[Problem description]
Show, in full, each line of the data that contains "before".

[Input material]
_ _ _ _ _

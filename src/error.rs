//! Error types raised by the traversal engine and by member accessors.

use alloc::borrow::Cow;
use alloc::string::String;
use core::{error, fmt};

use crate::node::ObjectId;

// -----------------------------------------------------------------------------
// AccessError

/// An enumeration of all error outcomes that might happen when reading or
/// writing a [`Member`](crate::descriptor::Member) through its accessor.
#[derive(Debug, Clone, PartialEq, Eq)]
pub enum AccessError {
    /// The owner or the value had a different concrete type than the accessor expected.
    TypeMismatch {
        expected: &'static str,
        found: Cow<'static, str>,
    },
    /// Attempted to write through a constructor-argument member.
    ReadOnly { member: Cow<'static, str> },
    /// An index-based access fell outside the collection's bounds.
    OutOfBounds { index: usize, len: usize },
    /// A constructor argument slot was read before anything filled it.
    MissingSlot { slot: usize },
}

impl fmt::Display for AccessError {
    fn fmt(&self, f: &mut fmt::Formatter<'_>) -> fmt::Result {
        match self {
            Self::TypeMismatch { expected, found } => {
                write!(f, "expected a value of type `{expected}`, found `{found}`")
            }
            Self::ReadOnly { member } => {
                write!(f, "member `{member}` is a constructor argument and cannot be written")
            }
            Self::OutOfBounds { index, len } => {
                write!(f, "index {index} is out of bounds for a collection of length {len}")
            }
            Self::MissingSlot { slot } => {
                write!(f, "constructor argument {slot} was never produced")
            }
        }
    }
}

impl error::Error for AccessError {}

// -----------------------------------------------------------------------------
// TraverseError

/// An enumeration of the fatal outcomes of a serialize or deserialize
/// operation.
///
/// Local, recoverable failures (a single member that could not be produced)
/// are not raised as errors; they are recorded in the operation's
/// [`Report`](crate::engine::Report) and the affected slot keeps its
/// pre-step default. The variants here unwind the whole operation.
#[derive(Debug)]
pub enum TraverseError {
    /// A reference names an identity that appears neither among the already
    /// instantiated objects nor anywhere in the node tree. No future pass can
    /// resolve it, which indicates corrupt data rather than ordering.
    MissingReference { id: ObjectId },
    /// The deferred-operation queue reached a fixed point without draining.
    ///
    /// Every pending identity exists in the tree, but no retry pass can make
    /// progress; a cycle through constructor-only types is the usual cause.
    UnresolvedDeferrals { pending: usize },
    /// No descriptor is registered for the requested type and context.
    MissingDescriptor { type_path: Cow<'static, str> },
    /// A `$type` tag named a type path with no registered descriptor.
    UnknownTypeTag { tag: String },
    /// A node had a different shape than its descriptor called for.
    NodeShape {
        expected: &'static str,
        found: &'static str,
    },
    /// A descriptor failed to create or construct its target.
    Construct {
        type_path: Cow<'static, str>,
        message: Cow<'static, str>,
    },
    /// A member accessor rejected a read or write.
    Access(AccessError),
    /// The driver's result was requested before the operation completed.
    Incomplete,
}

impl TraverseError {
    /// Whether this error must unwind the whole operation.
    ///
    /// Everything else is recoverable at the member level: the engine records
    /// a warning, leaves the slot at its default, and advances.
    pub fn is_fatal(&self) -> bool {
        matches!(
            self,
            Self::MissingReference { .. } | Self::UnresolvedDeferrals { .. }
        )
    }
}

impl fmt::Display for TraverseError {
    fn fmt(&self, f: &mut fmt::Formatter<'_>) -> fmt::Result {
        match self {
            Self::MissingReference { id } => {
                write!(f, "reference to identity {id} which exists nowhere in the data")
            }
            Self::UnresolvedDeferrals { pending } => {
                write!(f, "{pending} deferred operation(s) could not be resolved by any retry pass")
            }
            Self::MissingDescriptor { type_path } => {
                write!(f, "no descriptor registered for type `{type_path}`")
            }
            Self::UnknownTypeTag { tag } => {
                write!(f, "no descriptor registered for type tag `{tag}`")
            }
            Self::NodeShape { expected, found } => {
                write!(f, "expected a {expected} node, found a {found} node")
            }
            Self::Construct { type_path, message } => {
                write!(f, "failed to construct `{type_path}`: {message}")
            }
            Self::Access(err) => write!(f, "member access failed: {err}"),
            Self::Incomplete => write!(f, "the operation has not run to completion"),
        }
    }
}

impl error::Error for TraverseError {
    fn source(&self) -> Option<&(dyn error::Error + 'static)> {
        match self {
            Self::Access(err) => Some(err),
            _ => None,
        }
    }
}

impl From<AccessError> for TraverseError {
    #[inline]
    fn from(value: AccessError) -> Self {
        Self::Access(value)
    }
}
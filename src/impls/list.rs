//! Descriptors for sequence collections.

use alloc::borrow::Cow;
use alloc::boxed::Box;
use alloc::format;
use alloc::sync::Arc;
use alloc::vec::Vec;
use core::any::TypeId;
use core::marker::PhantomData;

use crate::descriptor::{
    Accessor, CollectionDescriptor, CompositeDescriptor, Descriptor, DescriptorHandle,
    DescriptorKind, Instance, Member, MemberKey, Written,
};
use crate::error::{AccessError, TraverseError};
use crate::impls::take_typed;
use crate::node::Node;
use crate::registry::{Describe, DescriptorRegistry};

// -----------------------------------------------------------------------------
// Element access

struct VecElementAccessor<T> {
    index: usize,
    marker: PhantomData<fn() -> T>,
}

impl<T> Accessor for VecElementAccessor<T>
where
    T: Instance + Clone,
{
    fn get(&self, owner: &dyn Instance) -> Result<Box<dyn Instance>, AccessError> {
        let owner = owner
            .downcast_ref::<Vec<T>>()
            .ok_or_else(|| AccessError::TypeMismatch {
                expected: core::any::type_name::<Vec<T>>(),
                found: owner.type_path().into(),
            })?;
        let value = owner.get(self.index).ok_or(AccessError::OutOfBounds {
            index: self.index,
            len: owner.len(),
        })?;
        Ok(Box::new(value.clone()))
    }

    fn set(&self, owner: &mut dyn Instance, value: Box<dyn Instance>) -> Result<Written, AccessError> {
        let found = owner.type_path();
        let owner = owner
            .downcast_mut::<Vec<T>>()
            .ok_or(AccessError::TypeMismatch {
                expected: core::any::type_name::<Vec<T>>(),
                found: Cow::Borrowed(found),
            })?;
        let len = owner.len();
        let slot = owner.get_mut(self.index).ok_or(AccessError::OutOfBounds {
            index: self.index,
            len,
        })?;
        *slot = take_typed::<T>(value)?;
        Ok(Written::InPlace)
    }
}

struct ArrayElementAccessor<T, const N: usize> {
    index: usize,
    marker: PhantomData<fn() -> T>,
}

impl<T, const N: usize> Accessor for ArrayElementAccessor<T, N>
where
    T: Instance + Clone,
    [T; N]: Instance,
{
    fn get(&self, owner: &dyn Instance) -> Result<Box<dyn Instance>, AccessError> {
        let owner = owner
            .downcast_ref::<[T; N]>()
            .ok_or_else(|| AccessError::TypeMismatch {
                expected: core::any::type_name::<[T; N]>(),
                found: owner.type_path().into(),
            })?;
        let value = owner.get(self.index).ok_or(AccessError::OutOfBounds {
            index: self.index,
            len: N,
        })?;
        Ok(Box::new(value.clone()))
    }

    fn set(&self, owner: &mut dyn Instance, value: Box<dyn Instance>) -> Result<Written, AccessError> {
        let found = owner.type_path();
        let owner = owner
            .downcast_mut::<[T; N]>()
            .ok_or(AccessError::TypeMismatch {
                expected: core::any::type_name::<[T; N]>(),
                found: Cow::Borrowed(found),
            })?;
        let slot = owner.get_mut(self.index).ok_or(AccessError::OutOfBounds {
            index: self.index,
            len: N,
        })?;
        *slot = take_typed::<T>(value)?;
        Ok(Written::InPlace)
    }
}

// -----------------------------------------------------------------------------
// Vec<T>

struct VecDescriptor<T> {
    marker: PhantomData<fn() -> T>,
}

impl<T> Descriptor for VecDescriptor<T>
where
    T: Describe + Instance + Clone + Default,
    Vec<T>: Instance,
{
    fn type_id(&self) -> TypeId {
        TypeId::of::<Vec<T>>()
    }

    fn type_path(&self) -> &'static str {
        core::any::type_name::<Vec<T>>()
    }

    fn kind(&self) -> DescriptorKind<'_> {
        DescriptorKind::Collection(self)
    }
}

impl<T> CompositeDescriptor for VecDescriptor<T>
where
    T: Describe + Instance + Clone + Default,
    Vec<T>: Instance,
{
    fn step_count(&self, target: Option<&dyn Instance>) -> usize {
        target
            .and_then(|target| target.downcast_ref::<Vec<T>>())
            .map_or(0, Vec::len)
    }

    fn member_at(&self, step: usize, _target: Option<&dyn Instance>) -> Option<Member> {
        Some(Member::new(
            MemberKey::Index(step),
            Some(T::type_ref()),
            Arc::new(VecElementAccessor::<T> {
                index: step,
                marker: PhantomData,
            }),
        ))
    }

    fn create_initial(&self, _node: &Node) -> Result<Box<dyn Instance>, TraverseError> {
        Ok(Box::new(Vec::<T>::new()))
    }
}

impl<T> CollectionDescriptor for VecDescriptor<T>
where
    T: Describe + Instance + Clone + Default,
    Vec<T>: Instance,
{
    fn resize(&self, target: &mut dyn Instance, len: usize) -> Result<(), TraverseError> {
        let found = target.type_path();
        let target = target
            .downcast_mut::<Vec<T>>()
            .ok_or(AccessError::TypeMismatch {
                expected: core::any::type_name::<Vec<T>>(),
                found: Cow::Borrowed(found),
            })?;
        target.resize_with(len, T::default);
        Ok(())
    }
}

impl<T> Describe for Vec<T>
where
    T: Describe + Instance + Clone + Default,
    Vec<T>: Instance,
{
    fn type_ref() -> crate::descriptor::TypeRef {
        crate::descriptor::TypeRef::value_of::<Vec<T>>()
    }

    fn descriptor() -> DescriptorHandle {
        Arc::new(VecDescriptor::<T> {
            marker: PhantomData,
        })
    }

    fn register_dependencies(registry: &mut DescriptorRegistry) {
        registry.register::<T>();
    }
}

// -----------------------------------------------------------------------------
// [T; N]

struct ArrayDescriptor<T, const N: usize> {
    marker: PhantomData<fn() -> T>,
}

impl<T, const N: usize> Descriptor for ArrayDescriptor<T, N>
where
    T: Describe + Instance + Clone + Default,
    [T; N]: Instance,
{
    fn type_id(&self) -> TypeId {
        TypeId::of::<[T; N]>()
    }

    fn type_path(&self) -> &'static str {
        core::any::type_name::<[T; N]>()
    }

    fn kind(&self) -> DescriptorKind<'_> {
        DescriptorKind::Collection(self)
    }
}

impl<T, const N: usize> CompositeDescriptor for ArrayDescriptor<T, N>
where
    T: Describe + Instance + Clone + Default,
    [T; N]: Instance,
{
    fn step_count(&self, _target: Option<&dyn Instance>) -> usize {
        N
    }

    fn member_at(&self, step: usize, _target: Option<&dyn Instance>) -> Option<Member> {
        Some(Member::new(
            MemberKey::Index(step),
            Some(T::type_ref()),
            Arc::new(ArrayElementAccessor::<T, N> {
                index: step,
                marker: PhantomData,
            }),
        ))
    }

    fn create_initial(&self, _node: &Node) -> Result<Box<dyn Instance>, TraverseError> {
        Ok(Box::new(core::array::from_fn::<T, N, _>(|_| T::default())))
    }
}

impl<T, const N: usize> CollectionDescriptor for ArrayDescriptor<T, N>
where
    T: Describe + Instance + Clone + Default,
    [T; N]: Instance,
{
    fn resize(&self, _target: &mut dyn Instance, len: usize) -> Result<(), TraverseError> {
        if len == N {
            Ok(())
        } else {
            Err(TraverseError::Construct {
                type_path: Cow::Borrowed(core::any::type_name::<[T; N]>()),
                message: Cow::Owned(format!("expected {N} elements, found {len}")),
            })
        }
    }
}

impl<T, const N: usize> Describe for [T; N]
where
    T: Describe + Instance + Clone + Default,
    [T; N]: Instance,
{
    fn type_ref() -> crate::descriptor::TypeRef {
        crate::descriptor::TypeRef::value_of::<[T; N]>()
    }

    fn descriptor() -> DescriptorHandle {
        Arc::new(ArrayDescriptor::<T, N> {
            marker: PhantomData,
        })
    }

    fn register_dependencies(registry: &mut DescriptorRegistry) {
        registry.register::<T>();
    }
}

// -----------------------------------------------------------------------------
// Tests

_ _ _ _ _

[Task solution]
    /// A constructor argument slot was read before anything filled it.
    /// The driver's result was requested before the operation completed.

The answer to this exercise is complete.